Markus Burianski and Christian M. Theissen, partners at White & Case LLP, explain the significance of war clauses, examine their benefits and propose useful drafting considerations that anyone working in the upstream oil and gas industry should be aware of.

The Great Financial Crisis, natural disasters and political turmoil in various regions around the world have recently highlighted the significant importance of force majeure clauses. As a standard in petroleum-industry contracts, force majeure protects parties from unforeseeable phenomena that ultimately prevent the fulfilment of contractual obligations. These can be what are known as “Acts of God”, for example floods, fires, earthquakes, etc.

With regard to political turmoil, often leading to a deteriorating security situation, “war clauses” – a subset of force majeure – can be an important tool to include in international agreements used for upstream oil and gas projects. They may excuse a party's non-performance of its contractual obligations, justify early termination of a contract in the event of war, and regulate the economic consequences of a war affecting the parties’ performance. War clauses are useful in a variety of contracts entered into in upstream oil and gas projects, such as exploration and production sharing agreements, joint operating agreements, drilling contracts, and data collection agreements.

This article explains the significance of war clauses, examines their benefits and proposes useful drafting considerations that anyone working in the upstream oil and gas industry should be aware of.

Force majeure vs war clauses: why include war clauses?

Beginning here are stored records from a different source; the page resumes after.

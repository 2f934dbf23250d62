//! Link flap counting from kernel link-down events.

use chrono::{Duration, NaiveDateTime};
use nodehealth_providers::dmesg::LinkEvent;
use nodehealth_types::{FlapSummary, LinkRecord};
use serde::{Deserialize, Serialize};
use std::collections::BTreeMap;
use tracing::debug;

#[derive(Debug, Clone, Copy, PartialEq, Eq, Serialize, Deserialize)]
#[serde(default)]
pub struct FlapWindow {
    /// Only events younger than this count.
    pub window_secs: i64,
    /// Events this soon after boot are link bring-up, not flaps.
    pub grace_secs: i64,
}

impl Default for FlapWindow {
    fn default() -> Self {
        Self {
            window_secs: 86_400,
            grace_secs: 1_800,
        }
    }
}

impl FlapWindow {
    fn counts(
        &self,
        event: NaiveDateTime,
        now: NaiveDateTime,
        boot: Option<NaiveDateTime>,
    ) -> bool {
        if now - event >= Duration::seconds(self.window_secs) {
            return false;
        }
        match boot {
            Some(boot) => event - boot > Duration::seconds(self.grace_secs),
            None => true,
        }
    }
}

/// Down events per RDMA device, keyed through the netdev map.
///
/// Events on netdevs with no RDMA device are dropped.
pub fn count_flaps(
    events: &[LinkEvent],
    netdevs: &BTreeMap<String, String>,
    boot_time: Option<NaiveDateTime>,
    now: NaiveDateTime,
    window: &FlapWindow,
) -> BTreeMap<String, FlapSummary> {
    let mut flaps: BTreeMap<String, FlapSummary> = BTreeMap::new();
    for event in events.iter().filter(|e| e.is_down()) {
        let Some(device) = netdevs.get(&event.netdev) else {
            debug!(netdev = %event.netdev, "link event on netdev without rdma device");
            continue;
        };
        if !window.counts(event.time, now, boot_time) {
            continue;
        }
        let summary = flaps.entry(device.clone()).or_default();
        summary.flap_count += 1;
        summary.last_flap_time = summary.last_flap_time.max(Some(event.time));
    }
    flaps
}

pub fn apply_flaps(records: &mut [LinkRecord], flaps: &BTreeMap<String, FlapSummary>) {
    for record in records.iter_mut() {
        if let Some(summary) = flaps.get(&record.interface) {
            record.flap_count = summary.flap_count;
            record.last_flap_time = summary.last_flap_time;
        }
    }
}
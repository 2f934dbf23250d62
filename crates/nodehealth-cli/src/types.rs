use clap::ValueEnum;
use nodehealth_engine::ClassificationPolicy;
use nodehealth_providers::Shape;
use nodehealth_runtime::ReportFormat;
use std::fmt;

#[derive(Debug, Clone, Copy, PartialEq, Eq, ValueEnum)]
#[value(rename_all = "lowercase")]
pub enum OutputFormat {
    Csv,
    Json,
    Table,
}

impl OutputFormat {
    /// Format of the report file written for this output mode.
    pub fn report_format(self) -> ReportFormat {
        match self {
            OutputFormat::Json => ReportFormat::Json,
            OutputFormat::Csv | OutputFormat::Table => ReportFormat::Csv,
        }
    }
}

impl fmt::Display for OutputFormat {
    fn fmt(&self, f: &mut fmt::Formatter<'_>) -> fmt::Result {
        match self {
            OutputFormat::Csv => write!(f, "csv"),
            OutputFormat::Json => write!(f, "json"),
            OutputFormat::Table => write!(f, "table"),
        }
    }
}

#[derive(Debug, Clone, Copy, PartialEq, Eq, ValueEnum)]
#[value(rename_all = "lowercase")]
pub enum LogLevel {
    Error,
    Warn,
    Info,
    Debug,
    Trace,
}

impl fmt::Display for LogLevel {
    fn fmt(&self, f: &mut fmt::Formatter<'_>) -> fmt::Result {
        match self {
            LogLevel::Error => write!(f, "error"),
            LogLevel::Warn => write!(f, "warn"),
            LogLevel::Info => write!(f, "info"),
            LogLevel::Debug => write!(f, "debug"),
            LogLevel::Trace => write!(f, "trace"),
        }
    }
}

#[derive(Debug, Clone, Copy, PartialEq, Eq, ValueEnum)]
#[value(rename_all = "lowercase")]
pub enum ShapeArg {
    H100,
    H100t,
    H200,
    A100,
}

impl From<ShapeArg> for Shape {
    fn from(shape: ShapeArg) -> Self {
        match shape {
            ShapeArg::H100 => Shape::H100,
            ShapeArg::H100t => Shape::H100T,
            ShapeArg::H200 => Shape::H200,
            ShapeArg::A100 => Shape::A100,
        }
    }
}

#[derive(Debug, Clone, Copy, PartialEq, Eq, ValueEnum)]
#[value(rename_all = "kebab-case")]
pub enum PolicyArg {
    LastMatch,
    SeverityRanked,
}

impl From<PolicyArg> for ClassificationPolicy {
    fn from(policy: PolicyArg) -> Self {
        match policy {
            PolicyArg::LastMatch => ClassificationPolicy::LastMatchWins,
            PolicyArg::SeverityRanked => ClassificationPolicy::SeverityRanked,
        }
    }
}
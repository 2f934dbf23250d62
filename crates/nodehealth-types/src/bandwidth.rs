use crate::link::MISSING_F64;
use crate::status::Status;
use serde::{Deserialize, Serialize};

/// Host/device copy bandwidth samples for one GPU, in GB/s.
///
/// A failed iteration is stored as [`MISSING_F64`].
#[derive(Debug, Clone, PartialEq, Serialize, Deserialize)]
pub struct BandwidthRecord {
    pub gpu: usize,
    pub numa_node: usize,
    pub htod: Vec<f64>,
    pub dtoh: Vec<f64>,
    pub status: Status,
}

impl BandwidthRecord {
    pub fn new(gpu: usize, numa_node: usize) -> Self {
        Self {
            gpu,
            numa_node,
            htod: Vec::new(),
            dtoh: Vec::new(),
            status: Status::Passed,
        }
    }

    pub fn htod_mean(&self) -> f64 {
        mean(&self.htod)
    }

    pub fn dtoh_mean(&self) -> f64 {
        mean(&self.dtoh)
    }
}

/// Mean of the valid samples, or the sentinel when none succeeded.
fn mean(samples: &[f64]) -> f64 {
    let valid: Vec<f64> = samples.iter().copied().filter(|v| *v >= 0.0).collect();
    if valid.is_empty() {
        return MISSING_F64;
    }
    valid.iter().sum::<f64>() / valid.len() as f64
}
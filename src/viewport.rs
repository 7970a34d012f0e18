use emath::{Pos2, Rect, Vec2, pos2};

use crate::config::CullConfig;
use crate::graph::Graph;
use crate::physics::SpatialIndex;

pub const MIN_SCALE: f32 = 0.05;
pub const MAX_SCALE: f32 = 6.0;

/// Pan/zoom transform: `screen = world * scale + offset`.
#[derive(Clone, Copy, Debug, PartialEq)]
pub struct Viewport {
    pub scale: f32,
    pub offset: Vec2,
    pub width: f32,
    pub height: f32,
}

impl Viewport {
    pub fn new(width: f32, height: f32) -> Self {
        Self {
            scale: 1.0,
            offset: Vec2::ZERO,
            width,
            height,
        }
    }

    /// World-space rectangle covered by the screen, grown by `margin` world units.
    pub fn world_rect(&self, margin: f32) -> Rect {
        let margin = margin.max(0.0);
        let scale = self.scale.max(f32::MIN_POSITIVE);
        Rect::from_min_max(
            pos2(
                -self.offset.x / scale - margin,
                -self.offset.y / scale - margin,
            ),
            pos2(
                (self.width - self.offset.x) / scale + margin,
                (self.height - self.offset.y) / scale + margin,
            ),
        )
    }

    pub fn world_to_screen(&self, world: Vec2) -> Pos2 {
        (world * self.scale + self.offset).to_pos2()
    }

    pub fn screen_to_world(&self, screen: Pos2) -> Vec2 {
        (screen.to_vec2() - self.offset) / self.scale.max(f32::MIN_POSITIVE)
    }

    pub fn pan_by(&mut self, delta: Vec2) {
        self.offset += delta;
    }

    /// Zooms by `factor` while keeping the world point under `pointer` in place.
    pub fn zoom_at(&mut self, pointer: Pos2, factor: f32) {
        if !factor.is_finite() || factor <= 0.0 {
            return;
        }
        let world_before = self.screen_to_world(pointer);
        self.scale = (self.scale * factor).clamp(MIN_SCALE, MAX_SCALE);
        self.offset = pointer.to_vec2() - world_before * self.scale;
    }
}

fn circle_visible(rect: Rect, position: Vec2, radius: f32) -> bool {
    position.is_finite()
        && !(position.x + radius < rect.left()
            || position.x - radius > rect.right()
            || position.y + radius < rect.top()
            || position.y - radius > rect.bottom())
}

/// Snapshot of node positions answering per-frame visibility queries.
pub struct ViewportCuller {
    positions: Vec<Vec2>,
    radii: Vec<f32>,
    max_radius: f32,
    index: Option<SpatialIndex>,
}

impl ViewportCuller {
    pub fn new(graph: &Graph, config: &CullConfig) -> Self {
        let positions = graph
            .nodes()
            .iter()
            .map(|node| node.position)
            .collect::<Vec<_>>();
        let radii = graph
            .nodes()
            .iter()
            .map(|node| node.radius)
            .collect::<Vec<_>>();
        let max_radius = radii.iter().copied().fold(0.0_f32, f32::max);
        let index = (positions.len() > config.index_threshold)
            .then(|| SpatialIndex::from_positions(positions.clone()));

        Self {
            positions,
            radii,
            max_radius,
            index,
        }
    }

    pub fn is_indexed(&self) -> bool {
        self.index.is_some()
    }

    /// Ascending indices of nodes whose circle touches the viewport grown by `margin`.
    pub fn visible_nodes(&self, viewport: &Viewport, margin: f32) -> Vec<usize> {
        let rect = viewport.world_rect(margin);
        match &self.index {
            Some(index) => index
                .query(rect.expand(self.max_radius))
                .into_iter()
                .filter(|&i| circle_visible(rect, self.positions[i], self.radii[i]))
                .collect(),
            None => (0..self.positions.len())
                .filter(|&i| circle_visible(rect, self.positions[i], self.radii[i]))
                .collect(),
        }
    }

    /// Indices of links with at least one visible endpoint.
    pub fn visible_links(&self, graph: &Graph, visible: &[usize]) -> Vec<usize> {
        let mut mask = vec![false; graph.node_count()];
        for &index in visible {
            if let Some(slot) = mask.get_mut(index) {
                *slot = true;
            }
        }

        let shown = |id: &str| graph.index_of(id).is_some_and(|index| mask[index]);
        graph
            .links()
            .iter()
            .enumerate()
            .filter(|(_, link)| shown(&link.source) || shown(&link.target))
            .map(|(link_index, _)| link_index)
            .collect()
    }
}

Typical war clauses require that a "war" "materially affects the performance of the debtor. War clause is an umbrella term, which includes clauses titled, for example, "war risks", "outbreak of war" and "armed conflict". While these scenarios usually also fall within the ambit of force majeure clauses, three distinctive features separate a war clause from a force majeure clause:

  1. Elimination of ambiguity

  2. Force majeure clauses often list events that are defined by abstract parameters. Issues can later arise as to what actually constitutes force majeure1 if war ensues, whether the force majeure clause and the interpretation of events is consistent with the applicable law governing the contract2 and if the events need to additionally satisfy abstract criteria, such as “unforseeability”.

    These issues are exacerbated if standard, boilerplate ”Acts of God” terminology is used, listing floods, fires, earthquakes and other analogous events as force majeure. If war ensues, does this mean the debtor is not entitled to invoke force majeure because it is a man-made event or because a war may have been foreseeable in that region of the world? A war clause removes this ambiguity and facilitates legal certainty in times of war.

  3. Lower causation requirements

  4. War clauses usually involve a lower causation threshold in comparison to force majeure clauses. Typically, whilst force majeure clauses require that the event “prevents performance”, war clauses only require that the war merely “materially affects” performance. In other words, while war clauses apply only to a subset of force majeure events, once they apply, they facilitate access to the legal consequences.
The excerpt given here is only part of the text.